Es importante destacar que la construcción de sistemas de inteligencia artificial (IA) no es simplemente una cuestión de disponibilidad de datos y tecnología. La arquitectura de IA debe ser diseñada considerando el nivel de riesgo asociado con su uso. La experiencia nos demuestra que la mayoría de los equipos abordan este problema de manera inversa: construyen el sistema y luego se preguntan quién debe supervisarlo. Sin embargo, cuando la gobernanza falla, y se necesita una explicación, o cuando el modelo se desvía, o cuando una persona o reputación es dañada, se derrumba la arquitectura que no estaba diseñada para soportar la supervisión que se pretendía.
Una consideración clave es que el riesgo debe informar las necesidades, y estas, a su vez, deben informar la arquitectura, no al revés. Este enfoque permite que los desarrolladores y los compradores de sistemas de IA se centren en las características específicas y los requisitos funcionales y no funcionales que son críticos para su uso particular, especialmente en casos de alto riesgo.
Para ilustrar esto, consideremos un ejemplo práctico. Imagina que tienes una estantería llena de libros. Un modelo de lenguaje grande puede intentar adivinar tu trabajo basándose en los títulos de los libros. Sin embargo, el modelo solo ve los datos (los títulos de los libros) y no entiende el contexto (por ejemplo, que algunos libros son tuyos y otros pertenecen a tu hermana). Esto ilustra la diferencia entre la reconocimiento de patrones y el conocimiento verdadero. En casos de uso de IA donde se necesita explicar por qué se tomó una decisión, no solo qué se hizo, un sistema puramente probabilístico que solo ve los datos sin contexto y relaciones puede no ser suficiente.
La gobernanza efectiva de la IA requiere la operacionalización de los principios, como la explicabilidad, en requisitos funcionales y no funcionales que estén calibrados según el riesgo. Por ejemplo, la explicabilidad básica podría ser suficiente para recomendaciones de Netflix basadas en tu historial de visualización, mientras que la explicabilidad vigilante sería necesaria para casos de uso de alto riesgo, como la triage de pacientes por parte de enfermeras en el campo.

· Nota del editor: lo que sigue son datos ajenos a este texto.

impl State {
    /// Returns a new instance of State over the loaded records, with the
    /// company form pre-filled from the initially active company.
    ///
    pub fn new(
        registry: Registry,
        theme: Theme,
        page_size: usize,
        toast_duration: Duration,
        log_buffer: LogBuffer,
    ) -> Self {
        let mut state = State {
            registry,
            theme,
            log_buffer,
            notifier: Notifier::new(toast_duration),
            pagination: Pagination::new(page_size),
            ..State::default()
        };
        state.sync_company_form();
        state
    }

    /// Applies one user intent. This is the only path that mutates the stores.
    ///
    pub fn dispatch(&mut self, action: Action) -> &mut Self {
        if !matches!(action, Action::Tick(_)) {
            debug!("Dispatching {:?}", action);
        }
        match action {
            Action::SelectCompany(id) => self.select_company(id),
            Action::NextCompany => self.step_company(true),
            Action::PreviousCompany => self.step_company(false),
            Action::NewCompany => {
                self.select_company(None);
                self.current_focus = Focus::CompanyForm;
            }
            Action::RequestDeleteCompany => self.request_delete_company(),
            Action::CompanyInput(c) => {
                self.company_form.push_char(c);
            }
            Action::CompanyBackspace => {
                self.company_form.pop_char();
            }
            Action::CompanyNextField => {
                self.company_form.next_field();
            }
            Action::SaveCompany => self.save_company(),
            Action::OpenAddFiscalYear => self.open_add_fiscal_year(),
            Action::OpenEditFiscalYear => self.open_edit_fiscal_year(),
            Action::RequestDeleteFiscalYear => self.request_delete_fiscal_year(),
            Action::Sort(key) => {
                self.sort = Some(SortConfig::request(self.sort, key));
                self.clamp_table();
            }
            Action::NextPage => {
                let len = self.visible_fiscal_years().len();
                self.pagination.next(len);
                self.row_index = 0;
            }
            Action::PreviousPage => {
                self.pagination.previous();
                self.row_index = 0;
            }
            Action::NextRow => {
                if self.row_index + 1 < self.page_fiscal_years().len() {
                    self.row_index += 1;
                }
            }
            Action::PreviousRow => {
                self.row_index = self.row_index.saturating_sub(1);
            }
            Action::ModalInput(c) => {
                if let Some(form) = self.fiscal_year_form.as_mut() {
                    form.push_char(c);
                }
            }
            Action::ModalBackspace => {
                if let Some(form) = self.fiscal_year_form.as_mut() {
                    form.pop_char();
                }
            }
            Action::ModalNextField => {
                if let Some(form) = self.fiscal_year_form.as_mut() {
                    form.next_field();
                }
            }
            Action::ModalPreviousField => {
                if let Some(form) = self.fiscal_year_form.as_mut() {
                    form.previous_field();
                }
            }
            Action::ToggleMain => {
                if let Some(form) = self.fiscal_year_form.as_mut() {
                    form.toggle_main();
                }
            }
            Action::SaveFiscalYear => self.save_fiscal_year(),
            Action::CloseModal => self.fiscal_year_form = None,
            Action::Confirm => self.confirm(),
            Action::Cancel => self.confirmation = None,
            Action::FocusPane(focus) => self.current_focus = focus,
            Action::NextFocus => self.current_focus = self.current_focus.next(),
            Action::PreviousFocus => self.current_focus = self.current_focus.previous(),
            Action::ToggleLog => self.show_log = !self.show_log,
            Action::Tick(now) => self.notifier.expire(now),
        }
        self
    }

    /// Return the record stores.
    ///
    pub fn registry(&self) -> &Registry {
        &self.registry
    }

    /// Return true when no company is active and the form creates a new one.
    ///
    pub fn is_new_mode(&self) -> bool {
        self.registry.active_company().is_none()
    }

    pub fn company_form(&self) -> &CompanyForm {
        &self.company_form
    }

    pub fn fiscal_year_form(&self) -> Option<&FiscalYearForm> {
        self.fiscal_year_form.as_ref()
    }

    pub fn confirmation(&self) -> Option<&Confirmation> {
        self.confirmation.as_ref()
    }

    pub fn toast(&self) -> Option<&Toast> {
        self.notifier.current()
    }

    pub fn sort(&self) -> Option<SortConfig> {
        self.sort
    }

    pub fn pagination(&self) -> &Pagination {
        &self.pagination
    }

    /// Return the highlighted row within the current page.
    ///
    pub fn row_index(&self) -> usize {
        self.row_index
    }

    /// Return the current focus.
    ///
    pub fn current_focus(&self) -> &Focus {
        &self.current_focus
    }

    pub fn show_log(&self) -> bool {
        self.show_log
    }

    pub fn log_buffer(&self) -> &LogBuffer {
        &self.log_buffer
    }

    pub fn get_theme(&self) -> &Theme {
        &self.theme
    }

    /// Returns the active company's fiscal years in display order.
    ///
    pub fn visible_fiscal_years(&self) -> Vec<FiscalYear> {
        let mut fiscal_years = self.registry.active_fiscal_years();
        sort_fiscal_years(&mut fiscal_years, self.sort);
        fiscal_years
    }

    /// Returns the fiscal years on the current page.
    ///
    pub fn page_fiscal_years(&self) -> Vec<FiscalYear> {
        let fiscal_years = self.visible_fiscal_years();
        self.pagination.slice(&fiscal_years).to_vec()
    }

    pub fn page_count(&self) -> usize {
        self.pagination
            .page_count(self.registry.active_fiscal_years().len())
    }

    pub fn highlighted_fiscal_year(&self) -> Option<FiscalYear> {
        self.page_fiscal_years().into_iter().nth(self.row_index)
    }

    fn select_company(&mut self, id: Option<CompanyId>) {
        match self.registry.select_company(id) {
            Ok(()) => {
                self.sync_company_form();
                self.reset_table();
            }
            Err(err) => self.report(err),
        }
    }

    /// Moves the selection along the company list, wrapping at both ends.
    ///
    fn step_company(&mut self, forward: bool) {
        let companies = self.registry.companies().all();
        if companies.is_empty() {
            return;
        }
        let last = companies.len() - 1;
        let position = self
            .registry
            .companies()
            .active_id()
            .and_then(|id| companies.iter().position(|company| company.id == id));
        let next = match (position, forward) {
            (None, true) => 0,
            (None, false) => last,
            (Some(i), true) if i == last => 0,
            (Some(i), true) => i + 1,
            (Some(0), false) => last,
            (Some(i), false) => i - 1,
        };
        let id = companies[next].id;
        self.select_company(Some(id));
    }

    fn save_company(&mut self) {
        let result = match self.registry.active_company().map(|company| company.id) {
            Some(id) => {
                let draft = self.company_form.to_draft(Some(id));
                self.registry
                    .update_company(id, &draft)
                    .map(|_| "Company details updated.")
            }
            None => {
                let draft = self.company_form.to_draft(None);
                self.registry.create_company(&draft).map(|id| {
                    info!("Registered company {}", id);
                    "Company registered."
                })
            }
        };
        match result {
            Ok(message) => {
                let focused = self.company_form.focused;
                self.sync_company_form();
                self.company_form.focused = focused;
                self.reset_table();
                self.notifier.success(message);
            }
            Err(StoreError::Validation(errors)) => {
                debug!("Company form rejected: {}", errors);
                self.company_form.errors = errors;
            }
            Err(err) => self.report(err),
        }
    }

    fn request_delete_company(&mut self) {
        match self.registry.active_company() {
            Some(company) => self.confirmation = Some(Confirmation::delete_company(company)),
            None => self.notifier.error("No company is selected."),
        }
    }

    fn open_add_fiscal_year(&mut self) {
        if self.is_new_mode() {
            self.notifier.error("Select or register a company first.");
            return;
        }
        self.fiscal_year_form = Some(FiscalYearForm::blank());
    }

    fn open_edit_fiscal_year(&mut self) {
        if let Some(fiscal_year) = self.highlighted_fiscal_year() {
            self.fiscal_year_form = Some(FiscalYearForm::from_fiscal_year(&fiscal_year));
        }
    }

    fn request_delete_fiscal_year(&mut self) {
        if let Some(fiscal_year) = self.highlighted_fiscal_year() {
            self.confirmation = Some(Confirmation::delete_fiscal_year(fiscal_year.id));
        }
    }

    fn save_fiscal_year(&mut self) {
        let (editing_id, draft) = match &self.fiscal_year_form {
            Some(form) => (form.editing_id, form.to_draft()),
            None => return,
        };
        let result = match editing_id {
            Some(id) => self
                .registry
                .update_fiscal_year(id, &draft)
                .map(|_| "Fiscal year updated."),
            None => self
                .registry
                .create_fiscal_year(&draft)
                .map(|_| "Fiscal year added."),
        };
        match result {
            Ok(message) => {
                self.fiscal_year_form = None;
                self.clamp_table();
                self.notifier.success(message);
            }
            Err(StoreError::Validation(errors)) => {
                debug!("Fiscal year form rejected: {}", errors);
                if let Some(form) = self.fiscal_year_form.as_mut() {
                    form.errors = errors;
                }
            }
            Err(err) => {
                self.fiscal_year_form = None;
                self.report(err);
            }
        }
    }

    /// Runs the pending delete, if any.
    ///
    fn confirm(&mut self) {
        let confirmation = match self.confirmation.take() {
            Some(confirmation) => confirmation,
            None => return,
        };
        match confirmation.target {
            DeleteTarget::Company(id) => match self.registry.delete_company(id) {
                Ok(_) => {
                    self.sync_company_form();
                    self.reset_table();
                    self.current_focus = Focus::Companies;
                    self.notifier.success("Company deleted.");
                }
                Err(err) => self.report(err),
            },
            DeleteTarget::FiscalYear(id) => match self.registry.delete_fiscal_year(id) {
                Ok(_) => {
                    self.clamp_table();
                    self.notifier.success("Fiscal year deleted.");
                }
                Err(err) => self.report(err),
            },
        }
    }

    /// Surfaces a rejected store operation that has no form to attach to.
    ///
    fn report(&mut self, err: StoreError) {
        warn!("{}", err);
        self.notifier.error(err.to_string());
    }

    fn sync_company_form(&mut self) {
        self.company_form = match self.registry.active_company() {
            Some(company) => CompanyForm::from_company(company),
            None => CompanyForm::blank(),
        };
    }

    fn reset_table(&mut self) {
        self.pagination = Pagination::new(self.pagination.page_size());
        self.row_index = 0;
    }

    fn clamp_table(&mut self) {
        let len = self.registry.active_fiscal_years().len();
        self.pagination.clamp(len);
        let rows = self.page_fiscal_years().len();
        self.row_index = self.row_index.min(rows.saturating_sub(1));
    }
}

La arquitectura de IA debe ser diseñada para soportar la explicabilidad y la audibilidad necesarias según el nivel de riesgo. Si el riesgo es bajo, un sistema de IA probabilístico con explicabilidad básica podría ser adecuado. Sin embargo, si el riesgo es alto y se necesita una decisión que sea trazable, contestable y defensable, la arquitectura debe soportar ese nivel de rigor.
En resumen, la arquitectura de IA debe ser pensada en función del riesgo, no en función del presupuesto, la urgencia o lo que es fácil de construir. La gobernanza efectiva de la IA implica entender que el nivel de riesgo que se asume para un sistema determina la arquitectura que se necesita construir, así como las habilidades del equipo necesario para construirlo correctamente y las habilidades de los que lo gobernarán y definirán los sistemas alrededor de él.